Dans sa décision n° 2019-1 RIP du 9 mai 2019[1], le Conseil constitutionnel a jugé que cette proposition de loi était conforme aux conditions fixées par l'article 11 de la Constitution et par l'article 45-2 de l'ordonnance du 7 novembre 1958.

En application de l'article 3 de la loi organique du 6 décembre 2013, le ministre de l'intérieur a ensuite mis en œuvre, sous le contrôle du Conseil constitutionnel, le recueil des soutiens apportés par les électeurs à la proposition de loi. Cette période de recueil des soutiens a été ouverte pour neuf mois, à compter du 13 juin 2019 à zéro heure, et a pris fin le 12 mars 2020 à minuit [2].

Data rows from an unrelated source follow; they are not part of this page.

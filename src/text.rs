// src/text.rs
//
// Text helpers shared by the renderer:
// - whitespace collapsing for ordinary text runs,
// - whitespace / punctuation probes used by the line-break rules,
// - markup escaping for text and attribute values,
// - line splitting and common-indent removal for script/style blocks.
//
// Whitespace is HTML whitespace (space, tab, LF, FF, CR). Non-breaking
// spaces are content.

use memchr::{memchr2_iter, memchr3_iter, memchr_iter};
use std::io::{self, Write};
use unicode_general_category::{get_general_category, GeneralCategory};

/* ============================ Utility predicates ========================= */

#[inline]
pub fn is_ws(b: u8) -> bool {
    b == b' ' || b == b'\t' || b == b'\n' || b == b'\r' || b == b'\x0c'
}

#[inline]
fn is_ws_char(c: char) -> bool {
    c.is_ascii() && is_ws(c as u8)
}

pub fn trim(text: &str) -> &str {
    text.trim_matches(is_ws_char)
}

pub fn starts_with_whitespace(text: &str) -> bool {
    text.as_bytes().first().is_some_and(|&b| is_ws(b))
}

pub fn ends_with_whitespace(text: &str) -> bool {
    text.as_bytes().last().is_some_and(|&b| is_ws(b))
}

/// Unicode general category P*, so dashes and quotes count as well as `.,;:!?`.
pub fn is_punctuation(c: char) -> bool {
    matches!(
        get_general_category(c),
        GeneralCategory::ConnectorPunctuation
            | GeneralCategory::DashPunctuation
            | GeneralCategory::OpenPunctuation
            | GeneralCategory::ClosePunctuation
            | GeneralCategory::InitialPunctuation
            | GeneralCategory::FinalPunctuation
            | GeneralCategory::OtherPunctuation
    )
}

pub fn starts_with_punctuation(text: &str) -> bool {
    text.chars().next().is_some_and(is_punctuation)
}

/* ============================== Collapsing =============================== */

/// Collapse every whitespace run to one space.
///
/// A single leading and/or trailing space survives when the input had
/// whitespace at that end, so word boundaries next to inline elements are
/// still visible. All-whitespace input collapses to the empty string.
pub fn collapse_whitespace(text: &str) -> String {
    let body = trim(text);
    if body.is_empty() {
        return String::new();
    }

    let mut out = String::with_capacity(text.len());
    if starts_with_whitespace(text) {
        out.push(' ');
    }
    for (i, word) in body.split(is_ws_char).filter(|w| !w.is_empty()).enumerate() {
        if i > 0 {
            out.push(' ');
        }
        out.push_str(word);
    }
    if ends_with_whitespace(text) {
        out.push(' ');
    }
    out
}

/* =============================== Escaping ================================ */

/// Escape `&`, `<` and `>` in character data.
pub fn escape_text<W: Write + ?Sized>(w: &mut W, text: &str) -> io::Result<()> {
    let bytes = text.as_bytes();
    write_escaped(w, bytes, memchr3_iter(b'&', b'<', b'>', bytes))
}

/// Escape `&` and `"` in a double-quoted attribute value.
pub fn escape_attribute<W: Write + ?Sized>(w: &mut W, value: &str) -> io::Result<()> {
    let bytes = value.as_bytes();
    write_escaped(w, bytes, memchr2_iter(b'&', b'"', bytes))
}

fn write_escaped<W, I>(w: &mut W, bytes: &[u8], hits: I) -> io::Result<()>
where
    W: Write + ?Sized,
    I: Iterator<Item = usize>,
{
    let mut start = 0usize;
    for i in hits {
        w.write_all(&bytes[start..i])?;
        w.write_all(entity(bytes[i]))?;
        start = i + 1;
    }
    w.write_all(&bytes[start..])
}

fn entity(b: u8) -> &'static [u8] {
    match b {
        b'&' => b"&amp;",
        b'<' => b"&lt;",
        b'>' => b"&gt;",
        b'"' => b"&quot;",
        _ => unreachable!("no entity for byte {b:#04x}"),
    }
}

/* ============================ Raw-text blocks ============================ */

/// Split an already trimmed script/style body into lines ready to be
/// reindented.
///
/// A trailing `\r` is dropped from each line. The whitespace shared by every
/// non-blank line after the first is removed (the first line lost its own
/// indentation to trimming), and blank lines come back empty.
pub fn raw_block_lines(body: &str) -> Vec<&str> {
    let bytes = body.as_bytes();
    let mut lines = Vec::new();
    let mut start = 0usize;
    for nl in memchr_iter(b'\n', bytes) {
        lines.push(strip_cr(&body[start..nl]));
        start = nl + 1;
    }
    if start < body.len() {
        lines.push(strip_cr(&body[start..]));
    }

    let margin = lines
        .iter()
        .skip(1)
        .filter(|line| !trim(line).is_empty())
        .map(|line| line.bytes().take_while(|&b| is_ws(b)).count())
        .min()
        .unwrap_or(0);

    for (i, line) in lines.iter_mut().enumerate() {
        if trim(line).is_empty() {
            *line = "";
        } else if i > 0 {
            // margin counts ASCII bytes, so this stays on a char boundary
            *line = &line[margin..];
        }
    }
    lines
}

fn strip_cr(line: &str) -> &str {
    line.strip_suffix('\r').unwrap_or(line)
}

#[cfg(test)]
mod tests {
    use super::*;

    fn escaped_text(s: &str) -> String {
        let mut out = Vec::new();
        escape_text(&mut out, s).unwrap();
        String::from_utf8(out).unwrap()
    }

    fn escaped_attribute(s: &str) -> String {
        let mut out = Vec::new();
        escape_attribute(&mut out, s).unwrap();
        String::from_utf8(out).unwrap()
    }

    #[test]
    fn collapse_keeps_one_space_at_each_edge() {
        assert_eq!(collapse_whitespace("  a  \n\t b \n"), " a b ");
        assert_eq!(collapse_whitespace("a\n\nb"), "a b");
        assert_eq!(collapse_whitespace("\na"), " a");
        assert_eq!(collapse_whitespace("a\r\n"), "a ");
    }

    #[test]
    fn collapse_of_blank_input_is_empty() {
        assert_eq!(collapse_whitespace(""), "");
        assert_eq!(collapse_whitespace(" \n\t "), "");
    }

    #[test]
    fn non_breaking_space_is_content() {
        assert_eq!(trim("\u{a0}x\u{a0}"), "\u{a0}x\u{a0}");
        assert_eq!(collapse_whitespace("a \u{a0} b"), "a \u{a0} b");
    }

    #[test]
    fn edge_probes() {
        assert!(starts_with_whitespace("\ta"));
        assert!(!starts_with_whitespace("a "));
        assert!(ends_with_whitespace("a\n"));
        assert!(!ends_with_whitespace(""));
    }

    #[test]
    fn punctuation_follows_unicode_categories() {
        for c in ['.', ',', '!', '?', ':', ';', '(', ')', '–', '—', '«', '_', '"'] {
            assert!(is_punctuation(c), "{c:?} should be punctuation");
        }
        for c in ['a', '1', ' ', '$', '+', '<', '|'] {
            assert!(!is_punctuation(c), "{c:?} should not be punctuation");
        }
        assert!(starts_with_punctuation(". and more"));
        assert!(!starts_with_punctuation(" ."));
        assert!(!starts_with_punctuation(""));
    }

    #[test]
    fn text_escaping() {
        assert_eq!(escaped_text("a < b && c > d"), "a &lt; b &amp;&amp; c &gt; d");
        assert_eq!(escaped_text("it's \"fine\""), "it's \"fine\"");
        assert_eq!(escaped_text("plain"), "plain");
    }

    #[test]
    fn attribute_escaping() {
        assert_eq!(escaped_attribute("&&"), "&amp;&amp;");
        assert_eq!(escaped_attribute("say \"hi\""), "say &quot;hi&quot;");
        assert_eq!(escaped_attribute("<b>"), "<b>");
        assert_eq!(escaped_attribute("it's"), "it's");
    }

    #[test]
    fn raw_lines_keep_relative_indentation() {
        let body = "body {\n  color: red;\n}";
        assert_eq!(raw_block_lines(body), vec!["body {", "  color: red;", "}"]);
    }

    #[test]
    fn raw_lines_drop_common_margin() {
        let body = "if (x) {\n      y();\n    }";
        assert_eq!(raw_block_lines(body), vec!["if (x) {", "  y();", "}"]);
    }

    #[test]
    fn raw_lines_handle_crlf_and_blank_lines() {
        let body = "a();\r\n   \r\n  b();";
        assert_eq!(raw_block_lines(body), vec!["a();", "", "b();"]);
    }

    #[test]
    fn raw_single_line() {
        assert_eq!(raw_block_lines("var x = 1;"), vec!["var x = 1;"]);
    }
}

Dans sa décision n° 2019-1-8 RIP du 26 mars 2020[3], le Conseil constitutionnel a constaté que la proposition de loi n'avait pas obtenu le soutien d'au moins un dixième des électeurs inscrits sur les listes électorales, ainsi que le requiert l'article 11 de la Constitution pour permettre la poursuite de la procédure devant le Parlement et, le cas échéant, conduire à l'organisation d'un référendum.

Le 26 mai 2020, le Gouvernement a détruit les données collectées dans le cadre des opérations de recueil des soutiens, conformément à l'article 7 de la loi organique du 6 décembre 2013 (qui fixe un délai de deux mois pour cette destruction à compter de la publication au Journal officiel de la déclaration par le Conseil constitutionnel du nombre de soutiens obtenus, soit en l'espèce au plus tard le 27 mai 2020).

À l'issue de cette première mise en œuvre, partielle, de la procédure de référendum d'initiative partagée, le Conseil constitutionnel a estimé nécessaire, à l'instar de la pratique suivie en matière électorale et référendaire, de formuler des observations.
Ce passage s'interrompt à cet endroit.